- _What you need to do_: Make an exact copy of every entry, from the first line to the last.

[Saved data entries]
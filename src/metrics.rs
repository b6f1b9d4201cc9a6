// Copyright (c) 2025-2026 Adrian Robinson. Licensed under the AGPL-3.0.
// See LICENSE file in the project root for full license text.

//! Metrics for observability.
//!
//! Exports Prometheus-compatible metrics for:
//! - Lock acquisition, release, heartbeats and lease loss
//! - Change watcher subscriptions and wait outcomes
//! - Queue appends, allocation conflicts and polls
//! - Sorted view operations
//! - Store latency, expiry sweeps and circuit breaker state
//!
//! # Metric Naming Convention
//!
//! All metrics are prefixed with `coordination_` and follow Prometheus conventions:
//! - Counters end in `_total`
//! - Gauges represent current state
//! - Histograms track distributions (duration, size)
//!
//! No recorder is installed here. The embedding application picks one.
//!
//! # Usage
//!
//! ```rust,no_run
//! use coordination_engine::metrics;
//! use std::time::Duration;
//!
//! metrics::record_lock_acquire("orders", "acquired");
//! metrics::record_heartbeat(3, Duration::from_millis(4));
//! ```

use metrics::{counter, gauge, histogram};
use std::time::Duration;

// =============================================================================
// Lock Metrics
// =============================================================================

/// Record a lock acquisition attempt.
///
/// `outcome` is one of `acquired`, `reentrant`, `denied`, `error`.
pub fn record_lock_acquire(lock: &str, outcome: &str) {
    counter!(
        "coordination_lock_acquire_total",
        "lock" => lock.to_string(),
        "outcome" => outcome.to_string()
    )
    .increment(1);
}

/// Record a lock release that deleted the store record.
pub fn record_lock_release(lock: &str) {
    counter!("coordination_lock_release_total", "lock" => lock.to_string()).increment(1);
}

/// Record how long a caller blocked in `try_lock_for`/`lock`.
pub fn record_lock_wait(lock: &str, duration: Duration, acquired: bool) {
    let outcome = if acquired { "acquired" } else { "timeout" };
    histogram!(
        "coordination_lock_wait_seconds",
        "lock" => lock.to_string(),
        "outcome" => outcome
    )
    .record(duration.as_secs_f64());
}

/// Set the number of locks held by this process.
pub fn set_locks_held(count: usize) {
    gauge!("coordination_locks_held").set(count as f64);
}

/// Record one heartbeat round.
pub fn record_heartbeat(renewed: usize, duration: Duration) {
    counter!("coordination_heartbeat_rounds_total").increment(1);
    counter!("coordination_heartbeat_renewals_total").increment(renewed as u64);
    histogram!("coordination_heartbeat_duration_seconds").record(duration.as_secs_f64());
}

/// Record a heartbeat renewal that failed with a store error (lease kept).
pub fn record_heartbeat_failure(lock: &str) {
    counter!("coordination_heartbeat_failures_total", "lock" => lock.to_string()).increment(1);
}

/// Record a lease lost to expiry or theft.
pub fn record_lease_lost(lock: &str) {
    counter!("coordination_lease_lost_total", "lock" => lock.to_string()).increment(1);
}

/// Record a hold that exceeded the configured warning threshold.
pub fn record_lock_held_too_long(lock: &str) {
    counter!("coordination_lock_held_too_long_total", "lock" => lock.to_string()).increment(1);
}

// =============================================================================
// Change Watcher Metrics
// =============================================================================

/// Record a change feed subscription being opened.
pub fn record_watcher_subscription(collection: &str, kind: &str) {
    counter!(
        "coordination_watcher_subscriptions_total",
        "collection" => collection.to_string(),
        "kind" => kind.to_string()
    )
    .increment(1);
}

/// Record a change feed restart after an error or feed end.
pub fn record_watcher_restart(collection: &str, kind: &str) {
    counter!(
        "coordination_watcher_restarts_total",
        "collection" => collection.to_string(),
        "kind" => kind.to_string()
    )
    .increment(1);
}

/// Record a waiter finishing, by outcome (`changed`, `timed_out`, `interrupted`).
pub fn record_wait_outcome(collection: &str, outcome: &str) {
    counter!(
        "coordination_watcher_waits_total",
        "collection" => collection.to_string(),
        "outcome" => outcome.to_string()
    )
    .increment(1);
}

/// Set the number of registered waiters on a watcher.
pub fn set_watcher_waiters(collection: &str, kind: &str, count: usize) {
    gauge!(
        "coordination_watcher_waiters",
        "collection" => collection.to_string(),
        "kind" => kind.to_string()
    )
    .set(count as f64);
}

// =============================================================================
// Queue Metrics
// =============================================================================

/// Record items appended to a queue.
pub fn record_queue_offer(queue: &str, count: usize) {
    counter!("coordination_queue_offered_total", "queue" => queue.to_string())
        .increment(count as u64);
}

/// Record a sequence allocation conflict (another producer won the slot).
pub fn record_queue_allocation_conflict(queue: &str) {
    counter!("coordination_queue_allocation_conflicts_total", "queue" => queue.to_string())
        .increment(1);
}

/// Record the size of a batch written by `add_all`.
pub fn record_queue_batch(queue: &str, size: usize) {
    histogram!("coordination_queue_batch_size", "queue" => queue.to_string()).record(size as f64);
}

/// Record a poll, hit or miss.
pub fn record_queue_poll(queue: &str, hit: bool) {
    let outcome = if hit { "hit" } else { "empty" };
    counter!(
        "coordination_queue_polls_total",
        "queue" => queue.to_string(),
        "outcome" => outcome
    )
    .increment(1);
}

/// Record an entry that could not be decoded and was skipped.
pub fn record_queue_decode_failure(queue: &str) {
    counter!("coordination_queue_decode_failures_total", "queue" => queue.to_string())
        .increment(1);
}

// =============================================================================
// Sorted View Metrics
// =============================================================================

/// Record a sorted map/set operation.
pub fn record_map_operation(collection: &str, operation: &str) {
    counter!(
        "coordination_map_operations_total",
        "collection" => collection.to_string(),
        "operation" => operation.to_string()
    )
    .increment(1);
}

// =============================================================================
// Store Metrics
// =============================================================================

/// Record store operation latency.
pub fn record_store_operation(backend: &str, operation: &str, duration: Duration, success: bool) {
    let status = if success { "success" } else { "failure" };
    histogram!(
        "coordination_store_operation_duration_seconds",
        "backend" => backend.to_string(),
        "operation" => operation.to_string(),
        "status" => status
    )
    .record(duration.as_secs_f64());
}

/// Record documents purged by the expiry sweeper.
pub fn record_expired_swept(backend: &str, count: usize) {
    if count > 0 {
        counter!("coordination_store_expired_swept_total", "backend" => backend.to_string())
            .increment(count as u64);
    }
}

/// Record a connection attempt to the store.
pub fn record_store_connection(backend: &str, success: bool) {
    let status = if success { "success" } else { "failure" };
    counter!(
        "coordination_store_connections_total",
        "backend" => backend.to_string(),
        "status" => status
    )
    .increment(1);
}

/// Record a retried transient failure.
pub fn record_retry(operation: &str) {
    counter!("coordination_retries_total", "operation" => operation.to_string()).increment(1);
}

/// Set coordinator state gauge.
pub fn set_coordinator_state(state: &str) {
    let value = match state {
        "Created" => 0.0,
        "Running" => 1.0,
        "ShuttingDown" => 2.0,
        "Stopped" => 3.0,
        _ => -1.0,
    };
    gauge!("coordination_coordinator_state").set(value);
}

// =============================================================================
// Circuit Breaker Metrics
// =============================================================================

/// Record circuit breaker call outcome.
pub fn record_circuit_call(circuit_name: &str, outcome: &str) {
    counter!(
        "coordination_circuit_calls_total",
        "circuit" => circuit_name.to_string(),
        "outcome" => outcome.to_string()
    )
    .increment(1);
}

/// Set circuit breaker state gauge (0=closed, 1=half_open, 2=open).
pub fn set_circuit_state(circuit_name: &str, state: &str) {
    let value = match state {
        "closed" => 0.0,
        "half_open" => 1.0,
        "open" => 2.0,
        _ => -1.0,
    };
    gauge!("coordination_circuit_state", "circuit" => circuit_name.to_string()).set(value);
}

/// Record circuit breaker rejection (circuit was open).
pub fn record_circuit_rejection(circuit_name: &str) {
    counter!(
        "coordination_circuit_rejections_total",
        "circuit" => circuit_name.to_string()
    )
    .increment(1);
}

- _Response to the task_:
filename src/metrics.rs
repository b6f1b9d4201cc9a6
// Copyright (c) 2025-2026 Adrian Robinson. Licensed under the AGPL-3.0.
// See LICENSE file in the project root for full license text.

//! Metrics for observability.
//!
//! Exports Prometheus-compatible metrics for:
//! - Lock acquisition, release, heartbeats and lease loss
//! - Change watcher subscriptions and wait outcomes
//! - Queue appends, allocation conflicts and polls
//! - Sorted view operations
//! - Store latency, expiry sweeps and circuit breaker state
//!
//! # Metric Naming Convention
//!
//! All metrics are prefixed with `coordination_` and follow Prometheus conventions:
//! - Counters end in `_total`
//! - Gauges represent current state
//! - Histograms track distributions (duration, size)
//!
//! No recorder is installed here. The embedding application picks one.
//!
//! # Usage
//!
//! ```rust,no_run
//! use coordination_engine::metrics;
//! use std::time::Duration;
//!
//! metrics::record_lock_acquire("orders", "acquired");
//! metrics::record_heartbeat(3, Duration::from_millis(4));
//! ```

use metrics::{counter, gauge, histogram};
use std::time::Duration;

// =============================================================================
// Lock Metrics
// =============================================================================

/// Record a lock acquisition attempt.
///
/// `outcome` is one of `acquired`, `reentrant`, `denied`, `error`.
pub fn record_lock_acquire(lock: &str, outcome: &str) {
    counter!(
        "coordination_lock_acquire_total",
        "lock" => lock.to_string(),
        "outcome" => outcome.to_string()
    )
    .increment(1);
}

/// Record a lock release that deleted the store record.
pub fn record_lock_release(lock: &str) {
    counter!("coordination_lock_release_total", "lock" => lock.to_string()).increment(1);
}

/// Record how long a caller blocked in `try_lock_for`/`lock`.
pub fn record_lock_wait(lock: &str, duration: Duration, acquired: bool) {
    let outcome = if acquired { "acquired" } else { "timeout" };
    histogram!(
        "coordination_lock_wait_seconds",
        "lock" => lock.to_string(),
        "outcome" => outcome
    )
    .record(duration.as_secs_f64());
}

/// Set the number of locks held by this process.
pub fn set_locks_held(count: usize) {
    gauge!("coordination_locks_held").set(count as f64);
}

/// Record one heartbeat round.
pub fn record_heartbeat(renewed: usize, duration: Duration) {
    counter!("coordination_heartbeat_rounds_total").increment(1);
    counter!("coordination_heartbeat_renewals_total").increment(renewed as u64);
    histogram!("coordination_heartbeat_duration_seconds").record(duration.as_secs_f64());
}

/// Record a heartbeat renewal that failed with a store error (lease kept).
pub fn record_heartbeat_failure(lock: &str) {
    counter!("coordination_heartbeat_failures_total", "lock" => lock.to_string()).increment(1);
}

/// Record a lease lost to expiry or theft.
pub fn record_lease_lost(lock: &str) {
    counter!("coordination_lease_lost_total", "lock" => lock.to_string()).increment(1);
}

/// Record a hold that exceeded the configured warning threshold.
pub fn record_lock_held_too_long(lock: &str) {
    counter!("coordination_lock_held_too_long_total", "lock" => lock.to_string()).increment(1);
}

// =============================================================================
// Change Watcher Metrics
// =============================================================================

/// Record a change feed subscription being opened.
pub fn record_watcher_subscription(collection: &str, kind: &str) {
    counter!(
        "coordination_watcher_subscriptions_total",
        "collection" => collection.to_string(),
        "kind" => kind.to_string()
    )
    .increment(1);
}

/// Record a change feed restart after an error or feed end.
pub fn record_watcher_restart(collection: &str, kind: &str) {
    counter!(
        "coordination_watcher_restarts_total",
        "collection" => collection.to_string(),
        "kind" => kind.to_string()
    )
    .increment(1);
}

/// Record a waiter finishing, by outcome (`changed`, `timed_out`, `interrupted`).
pub fn record_wait_outcome(collection: &str, outcome: &str) {
    counter!(
        "coordination_watcher_waits_total",
        "collection" => collection.to_string(),
        "outcome" => outcome.to_string()
    )
    .increment(1);
}

/// Set the number of registered waiters on a watcher.
pub fn set_watcher_waiters(collection: &str, kind: &str, count: usize) {
    gauge!(
        "coordination_watcher_waiters",
        "collection" => collection.to_string(),
        "kind" => kind.to_string()
    )
    .set(count as f64);
}

// =============================================================================
// Queue Metrics
// =============================================================================

/// Record items appended to a queue.
pub fn record_queue_offer(queue: &str, count: usize) {
    counter!("coordination_queue_offered_total", "queue" => queue.to_string())
        .increment(count as u64);
}

/// Record a sequence allocation conflict (another producer won the slot).
pub fn record_queue_allocation_conflict(queue: &str) {
    counter!("coordination_queue_allocation_conflicts_total", "queue" => queue.to_string())
        .increment(1);
}

/// Record the size of a batch written by `add_all`.
pub fn record_queue_batch(queue: &str, size: usize) {
    histogram!("coordination_queue_batch_size", "queue" => queue.to_string()).record(size as f64);
}

/// Record a poll, hit or miss.
pub fn record_queue_poll(queue: &str, hit: bool) {
    let outcome = if hit { "hit" } else { "empty" };
    counter!(
        "coordination_queue_polls_total",
        "queue" => queue.to_string(),
        "outcome" => outcome
    )
    .increment(1);
}

/// Record an entry that could not be decoded and was skipped.
pub fn record_queue_decode_failure(queue: &str) {
    counter!("coordination_queue_decode_failures_total", "queue" => queue.to_string())
        .increment(1);
}

// =============================================================================
// Sorted View Metrics
// =============================================================================

/// Record a sorted map/set operation.
pub fn record_map_operation(collection: &str, operation: &str) {
    counter!(
        "coordination_map_operations_total",
        "collection" => collection.to_string(),
        "operation" => operation.to_string()
    )
    .increment(1);
}

// =============================================================================
// Store Metrics
// =============================================================================

/// Record store operation latency.
pub fn record_store_operation(backend: &str, operation: &str, duration: Duration, success: bool) {
    let status = if success { "success" } else { "failure" };
    histogram!(
        "coordination_store_operation_duration_seconds",
        "backend" => backend.to_string(),
        "operation" => operation.to_string(),
        "status" => status
    )
    .record(duration.as_secs_f64());
}

/// Record documents purged by the expiry sweeper.
pub fn record_expired_swept(backend: &str, count: usize) {
    if count > 0 {
        counter!("coordination_store_expired_swept_total", "backend" => backend.to_string())
            .increment(count as u64);
    }
}

/// Record a connection attempt to the store.
pub fn record_store_connection(backend: &str, success: bool) {
    let status = if success { "success" } else { "failure" };
    counter!(
        "coordination_store_connections_total",
        "backend" => backend.to_string(),
        "status" => status
    )
    .increment(1);
}

/// Record a retried transient failure.
pub fn record_retry(operation: &str) {
    counter!("coordination_retries_total", "operation" => operation.to_string()).increment(1);
}

/// Set coordinator state gauge.
pub fn set_coordinator_state(state: &str) {
    let value = match state {
        "Created" => 0.0,
        "Running" => 1.0,
        "ShuttingDown" => 2.0,
        "Stopped" => 3.0,
        _ => -1.0,
    };
    gauge!("coordination_coordinator_state").set(value);
}

// =============================================================================
// Circuit Breaker Metrics
// =============================================================================

/// Record circuit breaker call outcome.
pub fn record_circuit_call(circuit_name: &str, outcome: &str) {
    counter!(
        "coordination_circuit_calls_total",
        "circuit" => circuit_name.to_string(),
        "outcome" => outcome.to_string()
    )
    .increment(1);
}

/// Set circuit breaker state gauge (0=closed, 1=half_open, 2=open).
pub fn set_circuit_state(circuit_name: &str, state: &str) {
    let value = match state {
        "closed" => 0.0,
        "half_open" => 1.0,
        "open" => 2.0,
        _ => -1.0,
    };
    gauge!("coordination_circuit_state", "circuit" => circuit_name.to_string()).set(value);
}

/// Record circuit breaker rejection (circuit was open).
pub fn record_circuit_rejection(circuit_name: &str) {
    counter!(
        "coordination_circuit_rejections_total",
        "circuit" => circuit_name.to_string()
    )
    .increment(1);
}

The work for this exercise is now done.